Given the importance of improved access to childcare in cementing the economic recovery, a new report from the C.D. Howe Institute argues for reforming existing programs, rather than trying to craft a whole new regime.
A report from the Toronto-based think tank said that improved access to affordable childcare will be critical in determining the extent to which parents — particularly mothers, who’ve been harder hit by the disruption inflicted by the Covid-19 pandemic — can return to their pre-pandemic levels of employment and wages.
“That matters because growth in family income during the ’80s and ’90s came largely from rising female labour force participation rates and, since then, largely from rising average female wages,” the report said.
While some have advocated for “big bang” national reforms to childcare, the C.D. Howe report was skeptical of that approach.
“We aren’t convinced that giving a new and expanded role to the federal government will be the panacea some hope for,” the report said. “A resilient and inclusive network of childcare infrastructure across Canada must respect jurisdictional roles in a decentralized federation like Canada.”

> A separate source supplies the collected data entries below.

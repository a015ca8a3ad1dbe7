//! # FAHBench C Interface
//!
//! A flat, callback-based surface over [`SimulationSet`] for embedding the
//! benchmark in front ends written in other languages.
//!
//! A handle is created with [`fahbench_create`], driven with
//! [`fahbench_prepare`] and [`fahbench_run`], and released with
//! [`fahbench_destroy`]. Every function accepts a null handle.
//!
//! Nothing here installs a global logger. Status text reaches the caller
//! through the message callback; fatal errors are reported as
//! [`FAHBENCH_ERROR`] and described by [`fahbench_last_error`].

use fahbench_core::workflows::{SimulationError, SimulationSet, Updater};
use std::ffi::{CString, c_char, c_int, c_void};
use std::ptr;
use std::time::Duration;
use tracing::error;

pub const FAHBENCH_QUEUED: c_int = 0;
pub const FAHBENCH_CANCELLED: c_int = 1;
pub const FAHBENCH_FAILED: c_int = 2;
pub const FAHBENCH_FINISHED: c_int = 3;
pub const FAHBENCH_ERROR: c_int = -1;

/// `(user_data, elapsed_ms, total_ms, ns_per_day)`
pub type ProgressCallback = Option<extern "C" fn(*mut c_void, c_int, c_int, f32)>;
/// `(user_data, text)`; `text` is only valid for the duration of the call.
pub type MessageCallback = Option<extern "C" fn(*mut c_void, *const c_char)>;
/// `(user_data) -> cancelled`; must not block.
pub type CancelledCallback = Option<extern "C" fn(*mut c_void) -> bool>;

/// Opaque handle owning one simulation per usable device.
pub struct FahBenchHandle {
    set: SimulationSet,
    summary: CString,
    last_error: Option<CString>,
}

impl FahBenchHandle {
    fn new(set: SimulationSet) -> Self {
        Self {
            set,
            summary: CString::default(),
            last_error: None,
        }
    }

    fn record_error(&mut self, err: &SimulationError) {
        error!(error = %err, "Benchmark failed.");
        self.last_error = Some(to_c_string(&err.to_string()));
    }
}

fn to_c_string(text: &str) -> CString {
    CString::new(text.replace('\0', " ")).unwrap_or_default()
}

fn clamp_ms(ms: u64) -> c_int {
    c_int::try_from(ms).unwrap_or(c_int::MAX)
}

fn updater<'a>(
    progress: ProgressCallback,
    message: MessageCallback,
    cancelled: CancelledCallback,
    user_data: *mut c_void,
) -> Updater<'a> {
    let mut updater = Updater::new();
    if let Some(cb) = progress {
        updater = updater.on_progress(move |elapsed, total, score| {
            cb(user_data, clamp_ms(elapsed), clamp_ms(total), score as f32)
        });
    }
    if let Some(cb) = message {
        updater = updater.on_message(move |text| {
            let text = to_c_string(text);
            cb(user_data, text.as_ptr());
        });
    }
    if let Some(cb) = cancelled {
        updater = updater.on_cancelled(move || cb(user_data));
    }
    updater
}

/// Builds one simulation per device of every non-reference platform,
/// skipping Intel devices, each running the default work unit for
/// `duration_ms` milliseconds.
///
/// Returns null on failure. Directories are resolved from
/// `FAHBENCH_PLUGIN_DIR` and `FAHBENCH_WORKUNIT_DIR`, falling back to
/// locations relative to the executable.
#[unsafe(no_mangle)]
pub extern "C" fn fahbench_create(duration_ms: u64) -> *mut FahBenchHandle {
    match SimulationSet::for_devices(Duration::from_millis(duration_ms)) {
        Ok(set) => Box::into_raw(Box::new(FahBenchHandle::new(set))),
        Err(err) => {
            error!(error = %err, "Failed to create simulation set.");
            ptr::null_mut()
        }
    }
}

/// Releases a handle and any context it still holds.
///
/// # Safety
///
/// `handle` must be null or a pointer returned by [`fahbench_create`] that
/// has not been destroyed yet.
#[unsafe(no_mangle)]
pub unsafe extern "C" fn fahbench_destroy(handle: *mut FahBenchHandle) {
    if handle.is_null() {
        return;
    }
    // Safety: ownership was handed out by fahbench_create.
    drop(unsafe { Box::from_raw(handle) });
}

/// Prepares every simulation in sequence. Returns [`FAHBENCH_CANCELLED`] if
/// cancelled, [`FAHBENCH_FAILED`] if any simulation failed to prepare,
/// [`FAHBENCH_QUEUED`] otherwise, or [`FAHBENCH_ERROR`] on a fatal error.
///
/// # Safety
///
/// `handle` must be null or a live handle. Callbacks are invoked on the
/// calling thread with `user_data`.
#[unsafe(no_mangle)]
pub unsafe extern "C" fn fahbench_prepare(
    handle: *mut FahBenchHandle,
    progress: ProgressCallback,
    message: MessageCallback,
    cancelled: CancelledCallback,
    user_data: *mut c_void,
) -> c_int {
    // Safety: guaranteed by the caller.
    let Some(handle) = (unsafe { handle.as_mut() }) else {
        return FAHBENCH_ERROR;
    };
    let updater = updater(progress, message, cancelled, user_data);
    match handle.set.prepare_all(&updater) {
        Ok(result) => {
            handle.last_error = None;
            result.status().code()
        }
        Err(err) => {
            handle.record_error(&err);
            FAHBENCH_ERROR
        }
    }
}

/// Runs every simulation in sequence and returns the best scaled score, or
/// a negative value on a fatal error.
///
/// # Safety
///
/// Same as [`fahbench_prepare`].
#[unsafe(no_mangle)]
pub unsafe extern "C" fn fahbench_run(
    handle: *mut FahBenchHandle,
    progress: ProgressCallback,
    message: MessageCallback,
    cancelled: CancelledCallback,
    user_data: *mut c_void,
) -> f32 {
    // Safety: guaranteed by the caller.
    let Some(handle) = (unsafe { handle.as_mut() }) else {
        return FAHBENCH_ERROR as f32;
    };
    let updater = updater(progress, message, cancelled, user_data);
    match handle.set.run_all(&updater) {
        Ok(score) => {
            handle.last_error = None;
            score as f32
        }
        Err(err) => {
            handle.record_error(&err);
            FAHBENCH_ERROR as f32
        }
    }
}

/// Concatenated summaries of every simulation. The string is owned by the
/// handle and stays valid until the next call on the same handle or its
/// destruction.
///
/// # Safety
///
/// `handle` must be null or a live handle.
#[unsafe(no_mangle)]
pub unsafe extern "C" fn fahbench_summary(handle: *mut FahBenchHandle) -> *const c_char {
    // Safety: guaranteed by the caller.
    let Some(handle) = (unsafe { handle.as_mut() }) else {
        return ptr::null();
    };
    handle.summary = to_c_string(&handle.set.summary());
    handle.summary.as_ptr()
}

/// Message of the last fatal error on this handle, or null if the last
/// prepare or run succeeded.
///
/// # Safety
///
/// `handle` must be null or a live handle. The string is invalidated by the
/// next prepare or run on the handle.
#[unsafe(no_mangle)]
pub unsafe extern "C" fn fahbench_last_error(handle: *const FahBenchHandle) -> *const c_char {
    // Safety: guaranteed by the caller.
    match unsafe { handle.as_ref() }.and_then(|h| h.last_error.as_ref()) {
        Some(message) => message.as_ptr(),
        None => ptr::null(),
    }
}
use serde::Serialize;
use serde::de::DeserializeOwned;
use std::fs;
use std::io;
use std::path::{Path, PathBuf};
use thiserror::Error;

#[derive(Debug, Error)]
pub enum SerializationError {
    #[error("cannot open {path}: {source}", path = path.display())]
    Io {
        path: PathBuf,
        #[source]
        source: io::Error,
    },
    #[error("malformed content in {path}: {source}", path = path.display())]
    Parse {
        path: PathBuf,
        #[source]
        source: toml::de::Error,
    },
    #[error("failed to serialize object for {path}: {source}", path = path.display())]
    Encode {
        path: PathBuf,
        #[source]
        source: toml::ser::Error,
    },
}

impl SerializationError {
    pub fn path(&self) -> &Path {
        match self {
            Self::Io { path, .. } | Self::Parse { path, .. } | Self::Encode { path, .. } => path,
        }
    }
}

/// Reads and deserializes an engine object from a TOML file.
pub fn load_object<T: DeserializeOwned>(path: &Path) -> Result<T, SerializationError> {
    let content = fs::read_to_string(path).map_err(|source| SerializationError::Io {
        path: path.to_path_buf(),
        source,
    })?;
    toml::from_str(&content).map_err(|source| SerializationError::Parse {
        path: path.to_path_buf(),
        source,
    })
}

/// Serializes an engine object and writes it to `path`, replacing any
/// existing file.
pub fn save_object<T: Serialize>(path: &Path, object: &T) -> Result<(), SerializationError> {
    let content = toml::to_string(object).map_err(|source| SerializationError::Encode {
        path: path.to_path_buf(),
        source,
    })?;
    fs::write(path, content).map_err(|source| SerializationError::Io {
        path: path.to_path_buf(),
        source,
    })
}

Instead of shifting the responsibility of affordable care onto the feds, the report said that an enhanced role for the federal government should focus on “where it can do the most good, rather than try to do too much, and do it badly.”
The report recommended enhancing access to childcare with a series of measures designed to increase the supply of affordable spaces, along with a more supportive tax incentive structure.
Specifically, the report called for replacing the existing tax deduction for child care — which it called a “regressive tax deduction that reinforces patriarchal gender roles for parents” — with a refundable tax credit that is “more generous” and progressive.
The report also recommended that the provinces increase grants to licensed childcare providers to boost the availability of affordable spaces, and that all federal spending on childcare “be consolidated into a single, dedicated and permanent transfer to provinces.”
“This incremental approach — building on what exists — should not mask the importance or challenge of getting childcare right,” the report said.
Access to childcare will “play an oversized role” in the post-pandemic recovery, the report said.
“We do not have the luxury of time to reinvent early learning and care from the ground up or to waste months, if not years, renegotiating the division of responsibilities in Canadian federalism,” the report argued. “We need immediate attention and incremental but aggressive reforms to get this right, for women, for families and for Canada as we emerge from the pandemic.”